Esta semana, el presidente de los Estados Unidos, Donald Trump, reinstauró la “política de Ciudad de México”, que prohíbe que fondos de los impuestos de los estadounidenses financien en el extranjero la eliminación de niños y niñas en el vientre materno. Un paso altamente positivo a favor de un derecho humano fundamental, como es el de la vida, de parte de una potencia mundial acostumbrada a promover esta práctica criminal –en sus diferentes formas– en países en vías de desarrollo.
Y vale un ejemplo. En los últimos años, la administración de Barack Obama destinaba más de 500 millones de dólares anuales a la organización Planned Parenthood –investigada y acusada por el manejo y comercialización de tejidos y órganos de bebés abortados–, una de las internacionales del sector más poderosas del mundo, con fuerte influencia en América Latina, incluyendo Paraguay, a través de oenegés y entidades que trabajan en programas de planificación familiar y salud sexual y reproductiva, y que directa o indirectamente reciben sus aportes y aplican sus cuestionadas políticas contra la vida humana.
Se estima que unos 8 millones de niños fueron asesinados legalmente durante el Gobierno de Obama, quien también impuso la Ley de Asistencia Asequible, conocido como Obamacare, que exige a los médicos realizar interrupciones de embarazos, así como operaciones de cambio de sexo, incluso aunque vaya en contra de la propia conciencia de los profesionales.
Dejar de promover servicios que faciliten la destrucción del niño por nacer, y redistribuir esos fondos hacia centros de salud comunitarios que ayudan a las mujeres necesitadas de apoyo para el nacimiento de sus hijos, es una decisión altamente positiva para cualquier sociedad –pues reconocer que la vida humana es intocable en cualquier condición siempre construye–, aunque sea políticamente incorrecta, como bien lo demuestra la reacción de la mayoría de los medios que solo hablan del “monstruo” de Trump.
Aquí no se trata de apoyar su triste muro con México, dejar de criticarlo o creer que es un ángel, sino de cuánto uno es capaz de valorar una medida buena, aunque provenga de él, un personaje cuestionable, con una imagen mediática negativa.
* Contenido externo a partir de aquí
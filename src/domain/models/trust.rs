//! Trust events and the per-loop performance metrics that drive them.

use chrono::{DateTime, Utc};
use serde::{Deserialize, Serialize};
use uuid::Uuid;

/// Per-loop performance metrics, each in [0,1].
///
/// `summary_realism`, `loop_success` and `reflection_clarity` count toward
/// trust; `contradiction_frequency`, `revision_rate` and
/// `operator_override` count against it (their complement is scored).
#[derive(Debug, Clone, Copy, PartialEq, Serialize, Deserialize)]
pub struct TrustMetrics {
    pub summary_realism: f64,
    pub loop_success: f64,
    pub reflection_clarity: f64,
    pub contradiction_frequency: f64,
    pub revision_rate: f64,
    pub operator_override: f64,
}

impl TrustMetrics {
    /// Iterate (name, raw value) pairs in a fixed order.
    pub fn entries(&self) -> [(&'static str, f64); 6] {
        [
            ("summary_realism", self.summary_realism),
            ("loop_success", self.loop_success),
            ("reflection_clarity", self.reflection_clarity),
            ("contradiction_frequency", self.contradiction_frequency),
            ("revision_rate", self.revision_rate),
            ("operator_override", self.operator_override),
        ]
    }

    /// Name of the first metric outside [0,1], if any.
    pub fn first_out_of_range(&self) -> Option<(&'static str, f64)> {
        self.entries()
            .into_iter()
            .find(|(_, v)| !(0.0..=1.0).contains(v) || v.is_nan())
    }
}

/// Per-metric weights for the trust score combination.
#[derive(Debug, Clone, Copy, PartialEq, Serialize, Deserialize)]
pub struct MetricWeights {
    pub summary_realism: f64,
    pub loop_success: f64,
    pub reflection_clarity: f64,
    pub contradiction_frequency: f64,
    pub revision_rate: f64,
    pub operator_override: f64,
}

impl Default for MetricWeights {
    /// Equal weighting across all six metrics.
    fn default() -> Self {
        const W: f64 = 1.0 / 6.0;
        Self {
            summary_realism: W,
            loop_success: W,
            reflection_clarity: W,
            contradiction_frequency: W,
            revision_rate: W,
            operator_override: W,
        }
    }
}

impl MetricWeights {
    pub fn sum(&self) -> f64 {
        self.summary_realism
            + self.loop_success
            + self.reflection_clarity
            + self.contradiction_frequency
            + self.revision_rate
            + self.operator_override
    }

    /// Weighted trust score from raw metrics, clamped to [0,1].
    ///
    /// Penalty metrics contribute their complement: a loop with
    /// `contradiction_frequency = 0.0` scores full marks on that axis.
    pub fn score(&self, metrics: &TrustMetrics) -> f64 {
        let raw = self.summary_realism * metrics.summary_realism
            + self.loop_success * metrics.loop_success
            + self.reflection_clarity * metrics.reflection_clarity
            + self.contradiction_frequency * (1.0 - metrics.contradiction_frequency)
            + self.revision_rate * (1.0 - metrics.revision_rate)
            + self.operator_override * (1.0 - metrics.operator_override);
        let total = self.sum();
        if total <= f64::EPSILON {
            return 0.0;
        }
        (raw / total).clamp(0.0, 1.0)
    }
}

/// Standing of an agent in the trust system.
#[derive(Debug, Clone, Copy, PartialEq, Eq, Serialize, Deserialize)]
#[serde(rename_all = "snake_case")]
pub enum TrustStatus {
    Active,
    Demoted,
    ReEvaluating,
}

impl TrustStatus {
    pub fn as_str(&self) -> &'static str {
        match self {
            Self::Active => "active",
            Self::Demoted => "demoted",
            Self::ReEvaluating => "re_evaluating",
        }
    }
}

/// One appended entry in an agent's trust history. The latest event per
/// agent is the agent's current trust score.
#[derive(Debug, Clone, PartialEq, Serialize, Deserialize)]
pub struct TrustEvent {
    pub id: Uuid,
    pub agent: String,
    pub loop_id: Uuid,
    /// New trust score in [0,1].
    pub trust_score: f64,
    /// Change versus the previous score for this agent.
    pub delta: f64,
    pub reason: String,
    pub metrics: TrustMetrics,
    pub status: TrustStatus,
    pub timestamp: DateTime<Utc>,
}

#[cfg(test)]
mod tests {
    use super::*;

    fn perfect() -> TrustMetrics {
        TrustMetrics {
            summary_realism: 1.0,
            loop_success: 1.0,
            reflection_clarity: 1.0,
            contradiction_frequency: 0.0,
            revision_rate: 0.0,
            operator_override: 0.0,
        }
    }

    #[test]
    fn test_default_weights_sum_to_one() {
        assert!((MetricWeights::default().sum() - 1.0).abs() < 1e-9);
    }

    #[test]
    fn test_perfect_metrics_score_one() {
        let score = MetricWeights::default().score(&perfect());
        assert!((score - 1.0).abs() < 1e-9);
    }

    #[test]
    fn test_worst_metrics_score_zero() {
        let worst = TrustMetrics {
            summary_realism: 0.0,
            loop_success: 0.0,
            reflection_clarity: 0.0,
            contradiction_frequency: 1.0,
            revision_rate: 1.0,
            operator_override: 1.0,
        };
        let score = MetricWeights::default().score(&worst);
        assert!(score.abs() < 1e-9);
    }

    #[test]
    fn test_out_of_range_detection() {
        let mut metrics = perfect();
        assert!(metrics.first_out_of_range().is_none());

        metrics.revision_rate = 1.3;
        let (name, value) = metrics.first_out_of_range().unwrap();
        assert_eq!(name, "revision_rate");
        assert!((value - 1.3).abs() < f64::EPSILON);

        metrics.revision_rate = f64::NAN;
        assert!(metrics.first_out_of_range().is_some());
    }
}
El desafío para la opinión pública es el reconocer esto positivo de un presidente arrogante, odiado por las agencias de noticias y artistas de Hollywood. ¿Es posible? ¿Es justo? ¿Corresponde a la verdad?
No es cosa fácil. Pero quizás valga la pena el ejercicio de aprender a “mirar los dientes blancos en el perro podrido”, como bien lo expresara el pensador y teólogo L. Giussani, quien además recordaba que “una vida humana vale más que el mundo entero”.